J'ai profité du petit goûter qui était mis à notre disposition pour faire connaissance avec l'une d'entre eux. Une femme d'environ quarante-cinq ans m'a interpellée pour me parler de ma mère, qu'elle connaissait bien apparemment. Nathalie – c'est ainsi qu'elle s'est présentée – souffre des mêmes troubles que ma maman. Elles se sont rencontrées lors de leurs premières séances d'initiation et elles ont rapidement entamé leur cheminement ensemble, participant pratiquement à toutes les séances organisées par Jason. La quarantenaire aux cheveux clairs et au regard noisette semble au bord des larmes à l'évocation de celle qui m'a donné la vie.
La gorge nouée, je repousse la déferlante d'émotions qui point dans ma voix pour me concentrer sur ma mission. J'en profite pour lui proposer un rendez-vous en aparté afin de partager nos souvenirs et nos expériences ; nous échangeons nos numéros de téléphone avant que je quitte le centre.

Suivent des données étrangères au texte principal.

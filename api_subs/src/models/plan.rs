use chrono::{DateTime, Months, Utc};
use db::models::subscription::{PlanName, PlanType};

/// Plan granted by a product, with the credits for one billing period.
#[derive(Debug, Clone, Copy, PartialEq, Eq)]
pub struct PlanAllotment {
    pub plan_name: PlanName,
    pub credits_total: i32,
}

/// Product ids carry the plan name. Unrecognised products fall back to pro.
pub fn plan_for_product(product_id: &str) -> PlanName {
    if product_id.contains("basic") {
        PlanName::Basic
    } else if product_id.contains("pro") {
        PlanName::Pro
    } else if product_id.contains("max") {
        PlanName::Max
    } else {
        PlanName::Pro
    }
}

pub fn credits_for(plan_name: PlanName, plan_type: PlanType) -> i32 {
    match (plan_name, plan_type) {
        (PlanName::Basic, PlanType::Monthly) => 150,
        (PlanName::Basic, PlanType::Annual) => 1800,
        (PlanName::Pro, PlanType::Monthly) => 800,
        (PlanName::Pro, PlanType::Annual) => 9600,
        (PlanName::Max, PlanType::Monthly) => 4600,
        (PlanName::Max, PlanType::Annual) => 55200,
    }
}

pub fn allotment(product_id: &str, plan_type: PlanType) -> PlanAllotment {
    let plan_name = plan_for_product(product_id);
    PlanAllotment {
        plan_name,
        credits_total: credits_for(plan_name, plan_type),
    }
}

/// End of the billing period starting at `start`, in calendar months.
pub fn period_end(start: DateTime<Utc>, plan_type: PlanType) -> Option<DateTime<Utc>> {
    start.checked_add_months(Months::new(plan_type.period_months()))
}
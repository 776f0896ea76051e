use common::error::{AppError, Res};
use db::SubscriptionStore;
use uuid::Uuid;

use crate::dtos::subscription::UserSubscriptionResponse;

/// Gets the user's current subscription.
/// Having none is a normal answer, not an error.
pub async fn get_user_subscription(
    store: &dyn SubscriptionStore,
    user_id: Uuid,
) -> Res<UserSubscriptionResponse> {
    let subscription = store.find_active(user_id).await.map_err(|e| {
        log::error!("Error fetching subscription for user {}: {}", user_id, e);
        AppError::Store("Failed to fetch subscription".to_string())
    })?;

    Ok(UserSubscriptionResponse {
        has_active_subscription: subscription.is_some(),
        subscription: subscription.map(Into::into),
    })
}
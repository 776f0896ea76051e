use hmac::{Hmac, Mac};
use sha2::Sha256;

type HmacSha256 = Hmac<Sha256>;

pub const SIGNATURE_HEADER: &str = "creem-signature";

/// Hex-encoded HMAC-SHA256 of `payload` keyed with `secret`.
pub fn sign(payload: &[u8], secret: &str) -> String {
    let mut mac =
        HmacSha256::new_from_slice(secret.as_bytes()).expect("HMAC can take key of any size");
    mac.update(payload);
    hex::encode(mac.finalize().into_bytes())
}

/// Constant-time check of a hex signature against `payload`.
pub fn verify_signature(payload: &[u8], signature: &str, secret: &str) -> bool {
    let Ok(expected) = hex::decode(signature.trim()) else {
        return false;
    };
    let Ok(mut mac) = HmacSha256::new_from_slice(secret.as_bytes()) else {
        return false;
    };
    mac.update(payload);
    mac.verify_slice(&expected).is_ok()
}
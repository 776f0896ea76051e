use actix_cors::Cors;
use actix_web::http::header;

pub fn middleware(origin: &str) -> Cors {
    Cors::default()
        .allowed_methods(vec!["GET", "POST", "OPTIONS"])
        .allowed_headers(vec![
            header::AUTHORIZATION,
            header::CONTENT_TYPE,
            header::ACCEPT,
            header::COOKIE,
        ])
        .allowed_origin(origin)
        .supports_credentials()
        .max_age(3600)
}
use async_trait::async_trait;
use serde::{Deserialize, Serialize};
use serde_json::{Value, json};

use crate::{
    env_config::CreemConfig,
    error::{AppError, Res},
};

pub const TEST_KEY_PREFIX: &str = "creem_test_";
pub const TEST_API_URL: &str = "https://test-api.creem.io/v1";
pub const LIVE_API_URL: &str = "https://api.creem.io/v1";

/// Starts hosted checkout sessions with the payment provider.
#[async_trait]
pub trait CheckoutProvider: Send + Sync {
    async fn create_checkout(&self, req: &CheckoutRequest) -> Res<CheckoutSession>;
}

#[derive(Debug, Clone, Serialize)]
pub struct CheckoutRequest {
    pub product_id: String,
    pub request_id: String,
    pub units: u32,
    #[serde(skip_serializing_if = "Option::is_none")]
    pub customer: Option<CheckoutCustomer>,
    pub success_url: String,
    pub metadata: CheckoutMetadata,
}

#[derive(Debug, Clone, Serialize)]
pub struct CheckoutCustomer {
    pub email: String,
}

/// Round-tripped by the provider into the `checkout.completed` webhook.
#[derive(Debug, Clone, Serialize)]
pub struct CheckoutMetadata {
    pub user_id: String,
    #[serde(skip_serializing_if = "Option::is_none")]
    pub plan_type: Option<String>,
}

#[derive(Debug, Clone, Deserialize)]
pub struct CheckoutSession {
    pub id: String,
    pub checkout_url: Option<String>,
    pub url: Option<String>,
}

impl CheckoutSession {
    pub fn redirect_url(&self) -> Option<&str> {
        self.checkout_url.as_deref().or(self.url.as_deref())
    }
}

/// HTTP client for the Creem API.
pub struct CreemClient {
    http: reqwest::Client,
    api_key: Option<String>,
    base_url: String,
}

/// Builds the client once at start-up. The base URL follows the key type
/// unless overridden.
pub fn create_client(config: &CreemConfig) -> CreemClient {
    let base_url = config
        .api_base_url
        .clone()
        .unwrap_or_else(|| base_url_for(config.api_key.as_deref()).to_string());

    CreemClient {
        http: reqwest::Client::new(),
        api_key: config.api_key.clone(),
        base_url: base_url.trim_end_matches('/').to_string(),
    }
}

/// Test keys talk to the test API, everything else to the live one.
pub fn base_url_for(api_key: Option<&str>) -> &'static str {
    match api_key {
        Some(key) if key.starts_with(TEST_KEY_PREFIX) => TEST_API_URL,
        _ => LIVE_API_URL,
    }
}

impl CreemClient {
    pub fn base_url(&self) -> &str {
        &self.base_url
    }

    pub fn is_test_mode(&self) -> bool {
        self.api_key
            .as_deref()
            .is_some_and(|key| key.starts_with(TEST_KEY_PREFIX))
    }
}

#[async_trait]
impl CheckoutProvider for CreemClient {
    async fn create_checkout(&self, req: &CheckoutRequest) -> Res<CheckoutSession> {
        let api_key = self
            .api_key
            .as_deref()
            .ok_or_else(|| AppError::Config("Payment system not configured".to_string()))?;

        log::info!(
            "Creating Creem checkout: product={} request_id={} test_mode={}",
            req.product_id,
            req.request_id,
            self.is_test_mode()
        );

        let response = self
            .http
            .post(format!("{}/checkouts", self.base_url))
            .header("x-api-key", api_key)
            .json(req)
            .send()
            .await?;

        let status = response.status();
        let text = response.text().await?;
        log::debug!("Creem response status={} body={}", status, text);

        if !status.is_success() {
            let details = serde_json::from_str::<Value>(&text)
                .unwrap_or_else(|_| json!({ "message": text }));
            return Err(AppError::Upstream {
                message: "Failed to create checkout session".to_string(),
                details,
                debug: json!({
                    "status": status.as_u16(),
                    "productId": req.product_id,
                    "hasApiKey": true,
                }),
            });
        }

        serde_json::from_str::<CheckoutSession>(&text).map_err(|e| {
            AppError::Internal(format!("Failed to parse Creem checkout response: {}", e))
        })
    }
}

#[cfg(test)]
mod tests {
    use wiremock::{
        Mock, MockServer, ResponseTemplate,
        matchers::{body_partial_json, header, method, path},
    };

    use super::*;

    fn config(api_key: Option<&str>, base: Option<String>) -> CreemConfig {
        CreemConfig {
            api_key: api_key.map(str::to_string),
            webhook_secret: None,
            verify_signature: true,
            api_base_url: base,
        }
    }

    fn request() -> CheckoutRequest {
        CheckoutRequest {
            product_id: "prod_pro_monthly".to_string(),
            request_id: "req_u_1".to_string(),
            units: 1,
            customer: None,
            success_url: "http://localhost:3000/payment/success".to_string(),
            metadata: CheckoutMetadata {
                user_id: "u".to_string(),
                plan_type: Some("monthly".to_string()),
            },
        }
    }

    #[test]
    fn key_prefix_selects_endpoint() {
        assert_eq!(create_client(&config(Some("creem_test_abc"), None)).base_url(), TEST_API_URL);
        assert_eq!(create_client(&config(Some("creem_abc"), None)).base_url(), LIVE_API_URL);
        assert_eq!(create_client(&config(None, None)).base_url(), LIVE_API_URL);
    }

    #[tokio::test]
    async fn missing_key_is_a_config_error() {
        let client = create_client(&config(None, Some("http://127.0.0.1:9".to_string())));
        let err = client.create_checkout(&request()).await.unwrap_err();
        assert!(matches!(err, AppError::Config(_)));
    }

    #[tokio::test]
    async fn posts_checkout_with_api_key() {
        let server = MockServer::start().await;
        Mock::given(method("POST"))
            .and(path("/checkouts"))
            .and(header("x-api-key", "creem_test_abc"))
            .and(body_partial_json(json!({
                "product_id": "prod_pro_monthly",
                "metadata": { "user_id": "u", "plan_type": "monthly" }
            })))
            .respond_with(ResponseTemplate::new(200).set_body_json(json!({
                "id": "ch_1",
                "checkout_url": "https://creem.io/checkout/ch_1"
            })))
            .expect(1)
            .mount(&server)
            .await;

        let client = create_client(&config(Some("creem_test_abc"), Some(server.uri())));
        let session = client.create_checkout(&request()).await.unwrap();

        assert_eq!(session.id, "ch_1");
        assert_eq!(session.redirect_url(), Some("https://creem.io/checkout/ch_1"));
    }

    #[tokio::test]
    async fn provider_error_body_is_forwarded() {
        let server = MockServer::start().await;
        Mock::given(method("POST"))
            .and(path("/checkouts"))
            .respond_with(ResponseTemplate::new(404).set_body_string("no such product"))
            .mount(&server)
            .await;

        let client = create_client(&config(Some("creem_abc"), Some(server.uri())));
        match client.create_checkout(&request()).await {
            Err(AppError::Upstream { details, debug, .. }) => {
                assert_eq!(details, json!({ "message": "no such product" }));
                assert_eq!(debug["status"], 404);
                assert_eq!(debug["productId"], "prod_pro_monthly");
            }
            other => panic!("expected upstream error, got {:?}", other.map(|s| s.id)),
        }
    }
}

Ce soir, les garçons jouent sur la scène du festival du Grand Pont et je ne suis pas en avance. Je me hâte de grimper dans ma voiture et d'engloutir les kilomètres, l'esprit focalisé sur l'expérience que je viens de vivre. Je ne sais pas vraiment quoi en penser. Bien sûr, je ne crois pas un mot aux idioties que ce centre prône mais lorsque je me suis retrouvée au cœur du groupe, à écouter les suggestions positives de Jason, un sentiment bizarre a fait son apparition. Une sorte de conviction, presque un bien-être. Et c'est ce qui me fout la trouille.
Ces séances de groupe s'apparentent à de la manipulation et j'ai de plus en plus peur de ce que je vais découvrir. Il est tellement facile de manipuler des personnes faibles en plantant dans leur esprit des idées pour contrôler leur comportement sans qu'ils n'en soient réellement conscients. Dans ce genre de cas, la pression du groupe peut vraiment les pousser à se conformer aux autres, quitte à oublier leurs convictions primaires. La question est maintenant de savoir dans quel but ?

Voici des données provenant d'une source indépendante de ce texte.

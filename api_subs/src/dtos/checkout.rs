use db::models::subscription::PlanType;
use serde::{Deserialize, Serialize};

fn default_units() -> u32 {
    1
}

#[derive(Debug, Deserialize)]
#[serde(rename_all = "camelCase")]
pub struct CheckoutCreateRequest {
    #[serde(default)]
    pub product_id: String,
    pub plan_type: Option<PlanType>,
    #[serde(default = "default_units")]
    pub units: u32,
}

#[derive(Debug, Serialize)]
#[serde(rename_all = "camelCase")]
pub struct CheckoutCreateResponse {
    pub checkout_url: Option<String>,
    pub session_id: String,
    pub request_id: String,
}
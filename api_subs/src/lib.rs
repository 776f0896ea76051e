use actix_web::web::{self};

pub mod routes {
    pub mod payment;
    pub mod subscription;
}

pub mod services {
    pub mod checkout;
    pub mod signature;
    pub mod subscription;
    pub mod webhook;
}

pub mod dtos {
    pub mod checkout;
    pub mod subscription;
    pub mod webhook;
}

pub mod models {
    pub mod event;
    pub mod plan;
}

/// Called by the provider, no session. Mount before `mount_pay()`.
pub fn mount_webhook() -> actix_web::Scope {
    web::scope("/payment/webhook").service(routes::payment::post_webhook)
}

/// Mount behind the auth middleware.
pub fn mount_pay() -> actix_web::Scope {
    web::scope("/payment").service(routes::payment::post_create_checkout)
}

/// Mount behind the auth middleware.
pub fn mount_subscription() -> actix_web::Scope {
    web::scope("/subscription").service(routes::subscription::get_subscription)
}
pub mod admin;
pub mod category;
pub mod content;
pub mod errors;
pub mod knife;
pub mod order;
pub mod order_status;
pub mod pagination;
pub mod ports;
pub mod social_proof;
use actix_web::{web, HttpResponse};
use chrono::{DateTime, Utc};
use serde::{Deserialize, Serialize};
use utoipa::ToSchema;
use uuid::Uuid;
use validator::Validate;

use crate::domain::content::{ContentKey, ContentUpdate, CorporateContent};
use crate::errors::AppError;

use super::auth::AdminUser;
use super::{run_blocking, AppState};

#[derive(Debug, Serialize, ToSchema)]
#[serde(rename_all = "camelCase")]
pub struct ContentResponse {
    pub id: Uuid,
    /// One of SHIPPING_DELIVERY, RETURN_EXCHANGE, WARRANTY_CONDITIONS, FAQ,
    /// MAINTENANCE_GUIDE, ALL_PRODUCTS_INFO, ABOUT_US, CONTACT_INFO, TERMS,
    /// PRIVACY, COOKIES, SOCIAL_LINKS, SHIPPING_CONFIG.
    pub content_key: String,
    pub title: String,
    pub content: String,
    pub language: String,
    pub active: bool,
    pub created_at: DateTime<Utc>,
    pub updated_at: DateTime<Utc>,
}

impl From<CorporateContent> for ContentResponse {
    fn from(c: CorporateContent) -> Self {
        ContentResponse {
            id: c.id,
            content_key: c.key.to_string(),
            title: c.title,
            content: c.content,
            language: c.language,
            active: c.active,
            created_at: c.created_at,
            updated_at: c.updated_at,
        }
    }
}

#[derive(Debug, Deserialize, Validate, ToSchema)]
#[serde(rename_all = "camelCase")]
pub struct ContentRequest {
    #[validate(length(min = 1, max = 200, message = "Title must be between 1 and 200 characters"))]
    pub title: String,
    #[serde(default)]
    pub content: String,
    #[serde(default = "active_by_default")]
    pub active: bool,
}

fn active_by_default() -> bool {
    true
}

fn content_key(raw: &str) -> Result<ContentKey, AppError> {
    Ok(raw.trim().to_uppercase().parse::<ContentKey>()?)
}

fn responses(entries: Vec<CorporateContent>) -> Vec<ContentResponse> {
    entries.into_iter().map(ContentResponse::from).collect()
}

/// GET /api/content/public/all
#[utoipa::path(
    get,
    path = "/api/content/public/all",
    responses((status = 200, description = "Active content entries", body = Vec<ContentResponse>)),
    tag = "content"
)]
pub async fn public_contents(state: web::Data<AppState>) -> Result<HttpResponse, AppError> {
    let content = state.content.clone();
    let entries = run_blocking(move || content.public_all()).await?;
    Ok(HttpResponse::Ok().json(responses(entries)))
}

/// GET /api/content/public/{key}
#[utoipa::path(
    get,
    path = "/api/content/public/{key}",
    params(("key" = String, Path, description = "Content key, e.g. ABOUT_US")),
    responses(
        (status = 200, description = "Active content entry", body = ContentResponse),
        (status = 400, description = "Unknown content key"),
        (status = 404, description = "Missing or inactive"),
    ),
    tag = "content"
)]
pub async fn public_content(
    state: web::Data<AppState>,
    path: web::Path<String>,
) -> Result<HttpResponse, AppError> {
    let key = content_key(&path.into_inner())?;
    let content = state.content.clone();
    let entry = run_blocking(move || content.public(key)).await?;
    Ok(HttpResponse::Ok().json(ContentResponse::from(entry)))
}

/// GET /api/content/admin/all
#[utoipa::path(
    get,
    path = "/api/content/admin/all",
    responses((status = 200, description = "Every content entry", body = Vec<ContentResponse>)),
    security(("bearer_auth" = [])),
    tag = "content"
)]
pub async fn admin_contents(
    _admin: AdminUser,
    state: web::Data<AppState>,
) -> Result<HttpResponse, AppError> {
    let content = state.content.clone();
    let entries = run_blocking(move || content.admin_all()).await?;
    Ok(HttpResponse::Ok().json(responses(entries)))
}

/// PUT /api/content/admin/{key}
///
/// Creates the entry on first save, replaces it afterwards.
#[utoipa::path(
    put,
    path = "/api/content/admin/{key}",
    params(("key" = String, Path, description = "Content key, e.g. ABOUT_US")),
    request_body = ContentRequest,
    responses(
        (status = 200, description = "Entry saved", body = ContentResponse),
        (status = 400, description = "Unknown key or invalid body"),
    ),
    security(("bearer_auth" = [])),
    tag = "content"
)]
pub async fn upsert_content(
    _admin: AdminUser,
    state: web::Data<AppState>,
    path: web::Path<String>,
    body: web::Json<ContentRequest>,
) -> Result<HttpResponse, AppError> {
    let key = content_key(&path.into_inner())?;
    let body = body.into_inner();
    body.validate()?;
    let update = ContentUpdate {
        title: body.title,
        content: body.content,
        active: body.active,
    };
    let content = state.content.clone();
    let saved = run_blocking(move || content.upsert(key, update)).await?;
    Ok(HttpResponse::Ok().json(ContentResponse::from(saved)))
}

Le fil de mes pensées s'étiole lorsque je me gare sur le parking sauvage du festival. Au loin, j'entends des chanteurs s'égosiller, des fans s'époumoner et des instruments résonner. Je relègue en arrière-plan mes doutes en m'avançant à travers la foule. Un rapide coup de fil à Jamie me permet de retrouver mes amis.

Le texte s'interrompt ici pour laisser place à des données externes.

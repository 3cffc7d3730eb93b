pub mod admin_stats;
pub mod auth;
pub mod categories;
pub mod content;
pub mod knives;
pub mod orders;
pub mod social_proof;
pub mod stock;

use std::borrow::Cow;
use std::str::FromStr;
use std::sync::Arc;

use actix_web::error::JsonPayloadError;
use actix_web::web;
use bigdecimal::{BigDecimal, Zero};
use chrono::NaiveDate;
use serde::Serialize;
use utoipa::ToSchema;
use validator::ValidationError;

use crate::application::auth_service::AuthService;
use crate::application::category_service::CategoryService;
use crate::application::content_service::ContentService;
use crate::application::knife_service::KnifeService;
use crate::application::order_service::OrderService;
use crate::domain::errors::DomainError;
use crate::domain::pagination::Page;
use crate::domain::ports::ImageStore;
use crate::errors::AppError;

/// Services shared by every worker.
#[derive(Clone)]
pub struct AppState {
    pub knives: Arc<KnifeService>,
    pub categories: Arc<CategoryService>,
    pub orders: Arc<OrderService>,
    pub content: Arc<ContentService>,
    pub auth: Arc<AuthService>,
    pub images: Arc<dyn ImageStore>,
}

/// Runs synchronous service code on the blocking thread pool.
pub(crate) async fn run_blocking<F, T>(f: F) -> Result<T, AppError>
where
    F: FnOnce() -> Result<T, DomainError> + Send + 'static,
    T: Send + 'static,
{
    Ok(web::block(f)
        .await
        .map_err(|e| AppError::Internal(e.to_string()))??)
}

// ── Shared DTOs ──────────────────────────────────────────────────────────────

/// Envelope used by the auth and social-proof endpoints.
#[derive(Debug, Serialize, ToSchema)]
#[serde(rename_all = "camelCase")]
pub struct ApiResponse<T> {
    pub success: bool,
    #[serde(skip_serializing_if = "Option::is_none")]
    pub message: Option<String>,
    pub data: T,
}

impl<T> ApiResponse<T> {
    pub fn ok(data: T) -> Self {
        Self {
            success: true,
            message: None,
            data,
        }
    }

    pub fn with_message(message: &str, data: T) -> Self {
        Self {
            success: true,
            message: Some(message.to_string()),
            data,
        }
    }
}

/// One page of results. `page` is 1-based.
#[derive(Debug, Serialize, ToSchema)]
#[serde(rename_all = "camelCase")]
pub struct PageResponse<T> {
    pub content: Vec<T>,
    pub page: i64,
    pub size: i64,
    pub total_elements: i64,
    pub total_pages: i64,
    pub number_of_elements: usize,
    pub first: bool,
    pub last: bool,
    pub empty: bool,
}

impl<T> PageResponse<T> {
    pub fn from_page<U>(page: Page<U>, f: impl FnMut(U) -> T) -> Self {
        let total_pages = page.total_pages();
        let first = page.is_first();
        let last = page.is_last();
        let page = page.map(f);
        Self {
            number_of_elements: page.items.len(),
            empty: page.items.is_empty(),
            content: page.items,
            page: page.page,
            size: page.size,
            total_elements: page.total,
            total_pages,
            first,
            last,
        }
    }
}

// ── Query parsing helpers ────────────────────────────────────────────────────

pub(crate) fn parse_decimal(field: &str, raw: Option<&str>) -> Result<Option<BigDecimal>, AppError> {
    match raw.map(str::trim).filter(|s| !s.is_empty()) {
        Some(s) => BigDecimal::from_str(s)
            .map(Some)
            .map_err(|_| AppError::InvalidArgument(format!("Invalid {}: {}", field, s))),
        None => Ok(None),
    }
}

/// Dates are `YYYY-MM-DD`.
pub(crate) fn parse_date(field: &str, raw: Option<&str>) -> Result<Option<NaiveDate>, AppError> {
    match raw.map(str::trim).filter(|s| !s.is_empty()) {
        Some(s) => NaiveDate::parse_from_str(s, "%Y-%m-%d")
            .map(Some)
            .map_err(|_| {
                AppError::InvalidArgument(format!("Invalid {}: {} (expected YYYY-MM-DD)", field, s))
            }),
        None => Ok(None),
    }
}

pub(crate) fn positive_amount(value: &BigDecimal) -> Result<(), ValidationError> {
    if *value > BigDecimal::zero() {
        Ok(())
    } else {
        Err(ValidationError::new("range").with_message(Cow::from("must be greater than 0")))
    }
}

pub(crate) fn non_negative_amount(value: &BigDecimal) -> Result<(), ValidationError> {
    if *value >= BigDecimal::zero() {
        Ok(())
    } else {
        Err(ValidationError::new("range").with_message(Cow::from("must be zero or positive")))
    }
}

// ── Routing ──────────────────────────────────────────────────────────────────

/// Literal segments are registered before `{id}` so they are not captured by it.
/// Large enough for a base64-encoded image at the 5 MB upload cap.
pub const MAX_JSON_BODY_BYTES: usize = 8 * 1024 * 1024;

/// Extractor failures answer with the same JSON error body as the handlers.
fn json_config() -> web::JsonConfig {
    web::JsonConfig::default()
        .limit(MAX_JSON_BODY_BYTES)
        .error_handler(|err, req| {
            log::info!("Rejected JSON body for {}: {}", req.path(), err);
            let app_err = match err {
                JsonPayloadError::OverflowKnownLength { .. } | JsonPayloadError::Overflow { .. } => {
                    AppError::InvalidArgument(format!(
                        "Request body is larger than {} bytes",
                        MAX_JSON_BODY_BYTES
                    ))
                }
                JsonPayloadError::ContentType => {
                    AppError::InvalidArgument("Content type must be application/json".to_string())
                }
                other => AppError::InvalidArgument(format!("Malformed JSON body: {}", other)),
            };
            app_err.into()
        })
}

fn query_config() -> web::QueryConfig {
    web::QueryConfig::default().error_handler(|err, _req| {
        AppError::InvalidArgument(format!("Invalid query parameters: {}", err)).into()
    })
}

fn path_config() -> web::PathConfig {
    web::PathConfig::default().error_handler(|err, _req| {
        AppError::InvalidArgument(format!("Invalid path parameter: {}", err)).into()
    })
}

pub fn configure(cfg: &mut web::ServiceConfig) {
    cfg.app_data(json_config())
        .app_data(query_config())
        .app_data(path_config());
    cfg.service(
        web::scope("/api")
            .service(
                web::scope("/auth")
                    .route("/login", web::post().to(auth::login))
                    .route("/validate", web::post().to(auth::validate))
                    .route("/health", web::get().to(auth::health)),
            )
            .service(
                web::scope("/knives")
                    .route("", web::get().to(knives::search_knives))
                    .route("", web::post().to(knives::create_knife))
                    .route("/types", web::get().to(knives::knife_types))
                    .route("/count", web::get().to(knives::count_knives))
                    .route("/name/{name}", web::get().to(knives::get_knife_by_name))
                    .route("/{id}", web::get().to(knives::get_knife))
                    .route("/{id}", web::put().to(knives::update_knife))
                    .route("/{id}", web::delete().to(knives::delete_knife)),
            )
            .service(
                web::scope("/categories")
                    .route("", web::get().to(categories::list_categories))
                    .route("", web::post().to(categories::create_category))
                    .route("/active", web::get().to(categories::list_active_categories))
                    .route("/with-counts", web::get().to(categories::categories_with_counts))
                    .route("/reorder", web::put().to(categories::reorder_categories))
                    .route("/{id}", web::get().to(categories::get_category))
                    .route("/{id}", web::put().to(categories::update_category))
                    .route("/{id}", web::delete().to(categories::delete_category))
                    .route(
                        "/{id}/toggle-active",
                        web::patch().to(categories::toggle_category),
                    ),
            )
            .service(
                web::scope("/stock")
                    .route("/check-batch", web::post().to(stock::check_batch))
                    .route("/check/{knife_id}", web::get().to(stock::check_stock)),
            )
            .service(
                web::scope("/orders")
                    .route("", web::post().to(orders::create_order))
                    .route("", web::get().to(orders::list_orders))
                    .route("/status/all", web::get().to(orders::order_statuses))
                    .route("/status/{code}", web::get().to(orders::orders_by_status))
                    .route("/search", web::get().to(orders::search_orders))
                    .route("/statistics", web::get().to(orders::order_statistics))
                    .route(
                        "/migrate-order-numbers",
                        web::post().to(orders::migrate_order_numbers),
                    )
                    .route("/{id}", web::get().to(orders::get_order))
                    .route("/{id}", web::put().to(orders::update_order))
                    .route("/{id}", web::delete().to(orders::delete_order)),
            )
            .route(
                "/social-proof/recent-purchases",
                web::get().to(social_proof::recent_purchases),
            )
            .service(
                web::scope("/content")
                    .route("/public/all", web::get().to(content::public_contents))
                    .route("/public/{key}", web::get().to(content::public_content))
                    .route("/admin/all", web::get().to(content::admin_contents))
                    .route("/admin/{key}", web::put().to(content::upsert_content)),
            )
            .route(
                "/admin/stats/category-product-counts",
                web::get().to(admin_stats::category_product_counts),
            ),
    );
}

#[cfg(test)]
mod tests {
    use super::*;
    use crate::domain::pagination::PageRequest;
    use crate::testing::Fakes;
    use actix_web::http::StatusCode;
    use actix_web::{test, App};
    use serde_json::Value;

    #[::core::prelude::v1::test]
    fn page_response_reports_navigation_flags() {
        let page = Page::new(vec![1, 2], PageRequest::new(2, 2), 5);
        let response = PageResponse::from_page(page, |n| n * 10);

        assert_eq!(response.content, vec![10, 20]);
        assert_eq!(response.total_pages, 3);
        assert_eq!(response.number_of_elements, 2);
        assert!(!response.first);
        assert!(!response.last);
        assert!(!response.empty);
    }

    #[::core::prelude::v1::test]
    fn query_helpers_reject_malformed_values() {
        assert!(parse_decimal("minTotal", Some("abc")).is_err());
        assert_eq!(parse_decimal("minTotal", Some(" ")).expect("blank is ignored"), None);
        assert!(parse_date("startDate", Some("15/01/2025")).is_err());
        assert_eq!(
            parse_date("startDate", Some("2025-01-15")).expect("valid date"),
            NaiveDate::from_ymd_opt(2025, 1, 15)
        );
    }

    #[actix_web::test]
    async fn malformed_path_and_huge_page_answer_cleanly() {
        let fakes = Fakes::new();
        let app = test::init_service(
            App::new()
                .app_data(web::Data::new(fakes.state()))
                .configure(configure),
        )
        .await;

        let req = test::TestRequest::get().uri("/api/knives/not-a-uuid").to_request();
        let resp = test::call_service(&app, req).await;
        assert_eq!(resp.status(), StatusCode::BAD_REQUEST);
        let body: Value = test::read_body_json(resp).await;
        assert_eq!(body["success"], false);
        assert_eq!(body["error"]["code"], "INVALID_ARGUMENT");

        let req = test::TestRequest::get()
            .uri(&format!("/api/knives?page={}", i64::MAX))
            .to_request();
        let resp = test::call_service(&app, req).await;
        assert_eq!(resp.status(), StatusCode::OK);
        let body: Value = test::read_body_json(resp).await;
        assert_eq!(body["empty"], true);
    }
}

-Ah bah enfin, te voilà ! Les garçons passent dans cinq minutes à peine.
-Ouf, j'avais peur de les avoir ratés !
Je salue Sophia et Alexandre puis je claque une bise sur la joue de mon frère, absorbé par sa conversation avec Laura. Je n'aime pas du tout le sourire benêt qu'il arbore en sa présence.
-Est-ce que tu vas bien ? interrogé-je Jamie qui semble plutôt tendue.
-Oui oui, répond-t-elle rapidement.
Son regard ne me pousse pas à creuser plus loin. J'imagine qu'elle n'a pas envie de parler de ses états d'âme en public mais je ne me voile pas la face. La présence d'Alexandre ne doit pas l'aider à se sentir très à l'aise. Pour preuve les incessants coups d'œil qu'elle lance en direction des tourtereaux. Je commence à papoter de tout et de rien pour lui changer les idées mais je suis rapidement surprise par l'attitude de Sophia, que j'observe à la dérobée. Elle aussi semble danser d'un pied sur l'autre, esquivant gentiment les marques d'affection de son petit-ami pour jeter quelques œillades volées à mon amie.
-As-tu parlé à Sophia de ce que tu ressens ? chuchoté-je discrètement à l'oreille de Jamie.
-Non pourquoi ?
-Je la trouve bizarre, comme si elle était troublée par ta présence.
Pour toute réponse, mon amie se contente de baisser le regard.
-Il s'est passé quelque chose entre vous ? crié-je entre mes dents.
-Chuuuuut ! Et non, il ne s'est rien passé. C'est juste que...
-Que ?
Bon sang, je suis pire qu'un vampire assoiffé !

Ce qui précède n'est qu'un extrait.